**Extracted records**

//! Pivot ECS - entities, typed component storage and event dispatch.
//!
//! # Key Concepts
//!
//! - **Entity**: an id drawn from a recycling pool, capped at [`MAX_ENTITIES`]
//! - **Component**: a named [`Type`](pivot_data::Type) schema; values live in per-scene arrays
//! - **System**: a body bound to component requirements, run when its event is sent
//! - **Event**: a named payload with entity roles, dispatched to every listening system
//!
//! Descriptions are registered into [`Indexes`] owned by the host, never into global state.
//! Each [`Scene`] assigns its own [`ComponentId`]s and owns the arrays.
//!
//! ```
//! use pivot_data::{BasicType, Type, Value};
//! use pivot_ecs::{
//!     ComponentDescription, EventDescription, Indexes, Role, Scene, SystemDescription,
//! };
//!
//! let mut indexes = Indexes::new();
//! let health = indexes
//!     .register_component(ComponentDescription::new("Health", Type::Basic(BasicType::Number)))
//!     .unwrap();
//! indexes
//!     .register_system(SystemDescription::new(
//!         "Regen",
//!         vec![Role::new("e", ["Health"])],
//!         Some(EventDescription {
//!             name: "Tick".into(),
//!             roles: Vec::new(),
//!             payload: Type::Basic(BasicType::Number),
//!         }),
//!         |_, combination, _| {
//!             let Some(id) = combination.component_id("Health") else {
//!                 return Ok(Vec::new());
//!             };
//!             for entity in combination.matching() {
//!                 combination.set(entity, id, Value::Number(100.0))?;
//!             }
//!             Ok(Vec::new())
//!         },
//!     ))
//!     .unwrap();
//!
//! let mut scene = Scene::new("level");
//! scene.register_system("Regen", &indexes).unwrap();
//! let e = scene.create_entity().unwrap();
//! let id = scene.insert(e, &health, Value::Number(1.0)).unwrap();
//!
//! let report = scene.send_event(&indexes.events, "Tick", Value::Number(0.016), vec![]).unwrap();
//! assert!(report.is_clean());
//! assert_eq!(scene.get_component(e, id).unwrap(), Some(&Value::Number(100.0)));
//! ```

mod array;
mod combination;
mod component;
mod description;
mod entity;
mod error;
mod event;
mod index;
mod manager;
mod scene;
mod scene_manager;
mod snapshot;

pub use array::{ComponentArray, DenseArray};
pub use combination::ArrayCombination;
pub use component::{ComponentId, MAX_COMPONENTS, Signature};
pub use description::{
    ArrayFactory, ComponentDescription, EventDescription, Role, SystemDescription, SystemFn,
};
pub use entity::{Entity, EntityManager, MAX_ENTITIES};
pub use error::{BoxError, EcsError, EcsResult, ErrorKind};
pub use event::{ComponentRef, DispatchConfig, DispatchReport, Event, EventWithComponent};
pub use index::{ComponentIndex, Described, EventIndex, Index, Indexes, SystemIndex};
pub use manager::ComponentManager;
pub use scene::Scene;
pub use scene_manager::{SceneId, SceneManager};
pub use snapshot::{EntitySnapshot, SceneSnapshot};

**Task objective**
Reproduce word for word the lines of the records above, beginning at the first and ending with the line where "in per-scene arrays" appears, and nothing past it.

**Solved exercise**
//! Pivot ECS - entities, typed component storage and event dispatch.
//!
//! # Key Concepts
//!
//! - **Entity**: an id drawn from a recycling pool, capped at [`MAX_ENTITIES`]
//! - **Component**: a named [`Type`](pivot_data::Type) schema; values live in per-scene arrays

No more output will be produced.